Collected data:
────────

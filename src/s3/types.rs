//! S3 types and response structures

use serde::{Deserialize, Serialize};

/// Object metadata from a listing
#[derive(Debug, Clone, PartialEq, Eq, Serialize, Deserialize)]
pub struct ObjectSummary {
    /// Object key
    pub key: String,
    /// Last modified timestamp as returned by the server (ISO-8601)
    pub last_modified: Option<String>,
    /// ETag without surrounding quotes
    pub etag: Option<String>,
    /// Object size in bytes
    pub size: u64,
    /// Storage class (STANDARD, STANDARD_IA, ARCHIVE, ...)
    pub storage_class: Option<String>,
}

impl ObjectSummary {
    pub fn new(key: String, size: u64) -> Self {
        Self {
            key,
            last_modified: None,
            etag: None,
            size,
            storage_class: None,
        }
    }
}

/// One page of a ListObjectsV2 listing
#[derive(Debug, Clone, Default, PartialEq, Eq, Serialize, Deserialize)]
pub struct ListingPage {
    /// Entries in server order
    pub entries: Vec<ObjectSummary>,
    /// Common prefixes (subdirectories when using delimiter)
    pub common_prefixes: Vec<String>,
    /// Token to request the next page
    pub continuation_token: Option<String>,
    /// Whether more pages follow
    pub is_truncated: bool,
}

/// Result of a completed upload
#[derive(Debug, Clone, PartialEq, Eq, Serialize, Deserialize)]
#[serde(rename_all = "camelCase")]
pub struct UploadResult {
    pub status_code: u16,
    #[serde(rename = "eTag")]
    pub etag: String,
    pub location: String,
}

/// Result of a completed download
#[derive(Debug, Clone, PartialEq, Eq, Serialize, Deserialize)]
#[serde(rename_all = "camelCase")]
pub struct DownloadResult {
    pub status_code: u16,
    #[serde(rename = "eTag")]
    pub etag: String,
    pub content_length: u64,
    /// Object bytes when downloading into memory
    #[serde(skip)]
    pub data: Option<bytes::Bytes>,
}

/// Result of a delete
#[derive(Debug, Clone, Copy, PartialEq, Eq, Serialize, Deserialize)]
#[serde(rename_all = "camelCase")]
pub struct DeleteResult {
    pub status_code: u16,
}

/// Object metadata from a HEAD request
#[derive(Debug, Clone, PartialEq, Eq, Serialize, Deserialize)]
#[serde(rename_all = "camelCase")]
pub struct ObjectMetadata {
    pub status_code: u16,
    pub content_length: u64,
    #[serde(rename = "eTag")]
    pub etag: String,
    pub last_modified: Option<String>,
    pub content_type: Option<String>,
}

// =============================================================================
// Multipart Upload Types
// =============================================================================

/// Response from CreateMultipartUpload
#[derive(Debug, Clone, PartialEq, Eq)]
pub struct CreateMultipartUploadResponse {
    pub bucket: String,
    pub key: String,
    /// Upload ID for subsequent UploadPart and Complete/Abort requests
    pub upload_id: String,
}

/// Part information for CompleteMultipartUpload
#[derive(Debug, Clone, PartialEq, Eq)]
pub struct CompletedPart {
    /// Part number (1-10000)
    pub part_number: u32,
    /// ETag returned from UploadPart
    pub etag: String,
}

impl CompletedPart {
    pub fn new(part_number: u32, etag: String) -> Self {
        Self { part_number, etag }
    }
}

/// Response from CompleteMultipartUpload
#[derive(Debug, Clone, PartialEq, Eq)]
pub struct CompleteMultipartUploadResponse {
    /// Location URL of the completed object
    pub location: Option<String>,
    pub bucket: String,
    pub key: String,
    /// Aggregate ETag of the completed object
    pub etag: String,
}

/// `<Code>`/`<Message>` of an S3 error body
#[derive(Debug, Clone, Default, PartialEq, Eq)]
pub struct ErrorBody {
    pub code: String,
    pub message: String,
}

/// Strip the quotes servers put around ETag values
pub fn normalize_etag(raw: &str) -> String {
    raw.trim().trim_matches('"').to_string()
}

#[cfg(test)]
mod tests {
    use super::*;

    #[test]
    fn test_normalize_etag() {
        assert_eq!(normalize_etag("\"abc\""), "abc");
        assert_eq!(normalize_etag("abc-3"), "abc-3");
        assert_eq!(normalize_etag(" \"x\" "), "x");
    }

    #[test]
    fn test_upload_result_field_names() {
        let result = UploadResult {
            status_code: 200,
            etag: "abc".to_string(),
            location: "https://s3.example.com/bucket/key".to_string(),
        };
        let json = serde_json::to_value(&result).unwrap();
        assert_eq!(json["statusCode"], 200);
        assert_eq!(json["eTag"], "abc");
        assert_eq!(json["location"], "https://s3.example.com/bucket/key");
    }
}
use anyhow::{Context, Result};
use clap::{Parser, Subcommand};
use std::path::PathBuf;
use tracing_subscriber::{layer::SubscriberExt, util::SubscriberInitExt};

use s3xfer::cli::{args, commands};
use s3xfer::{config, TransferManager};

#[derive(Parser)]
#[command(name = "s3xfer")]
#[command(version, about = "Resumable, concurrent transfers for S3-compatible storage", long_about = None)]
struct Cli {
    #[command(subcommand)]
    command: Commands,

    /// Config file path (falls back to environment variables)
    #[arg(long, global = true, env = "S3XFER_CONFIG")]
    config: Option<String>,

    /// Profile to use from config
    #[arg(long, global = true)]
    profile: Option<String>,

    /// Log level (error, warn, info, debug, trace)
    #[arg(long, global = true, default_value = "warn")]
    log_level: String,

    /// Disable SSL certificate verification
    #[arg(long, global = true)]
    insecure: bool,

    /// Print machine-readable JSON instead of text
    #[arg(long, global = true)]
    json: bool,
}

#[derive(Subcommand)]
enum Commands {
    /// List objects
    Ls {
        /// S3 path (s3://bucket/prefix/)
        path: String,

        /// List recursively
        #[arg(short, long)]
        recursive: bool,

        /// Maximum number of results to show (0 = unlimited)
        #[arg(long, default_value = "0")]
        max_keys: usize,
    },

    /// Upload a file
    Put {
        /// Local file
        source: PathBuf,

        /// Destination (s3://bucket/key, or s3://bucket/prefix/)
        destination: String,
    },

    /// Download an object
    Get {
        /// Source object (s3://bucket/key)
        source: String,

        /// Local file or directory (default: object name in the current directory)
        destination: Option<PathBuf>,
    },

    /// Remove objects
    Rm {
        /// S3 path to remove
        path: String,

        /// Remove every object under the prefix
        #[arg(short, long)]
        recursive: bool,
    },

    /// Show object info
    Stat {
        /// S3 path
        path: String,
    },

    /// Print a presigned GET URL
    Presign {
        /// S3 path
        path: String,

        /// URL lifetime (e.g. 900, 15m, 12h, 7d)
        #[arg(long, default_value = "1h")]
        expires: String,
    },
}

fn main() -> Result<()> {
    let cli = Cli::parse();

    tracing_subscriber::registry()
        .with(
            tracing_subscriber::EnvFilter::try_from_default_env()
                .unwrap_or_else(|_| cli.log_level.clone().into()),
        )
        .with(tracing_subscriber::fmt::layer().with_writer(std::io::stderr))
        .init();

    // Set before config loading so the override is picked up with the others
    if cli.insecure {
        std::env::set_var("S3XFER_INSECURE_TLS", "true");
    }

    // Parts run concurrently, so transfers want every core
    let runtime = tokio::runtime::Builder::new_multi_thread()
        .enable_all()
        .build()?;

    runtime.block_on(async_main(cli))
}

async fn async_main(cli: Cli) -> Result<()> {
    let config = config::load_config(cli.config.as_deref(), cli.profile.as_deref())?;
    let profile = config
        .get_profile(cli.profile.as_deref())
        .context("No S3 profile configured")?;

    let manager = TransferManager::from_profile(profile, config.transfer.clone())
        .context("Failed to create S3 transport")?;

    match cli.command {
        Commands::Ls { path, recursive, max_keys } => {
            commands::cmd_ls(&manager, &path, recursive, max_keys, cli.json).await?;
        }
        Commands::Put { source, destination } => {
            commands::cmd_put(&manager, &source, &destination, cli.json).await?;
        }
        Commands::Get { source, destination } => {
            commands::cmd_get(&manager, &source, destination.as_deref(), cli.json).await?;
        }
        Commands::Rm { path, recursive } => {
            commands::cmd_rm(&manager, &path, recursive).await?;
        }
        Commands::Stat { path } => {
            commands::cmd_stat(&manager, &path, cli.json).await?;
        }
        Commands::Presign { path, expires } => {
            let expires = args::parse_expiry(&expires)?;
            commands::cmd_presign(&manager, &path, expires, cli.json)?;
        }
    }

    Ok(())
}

────────

TO DO:
Using the records above, find and show each line with the string "https".

WRITTEN ANSWER:
            location: "https://s3.example.com/bucket/key".to_string(),
        assert_eq!(json["location"], "https://s3.example.com/bucket/key");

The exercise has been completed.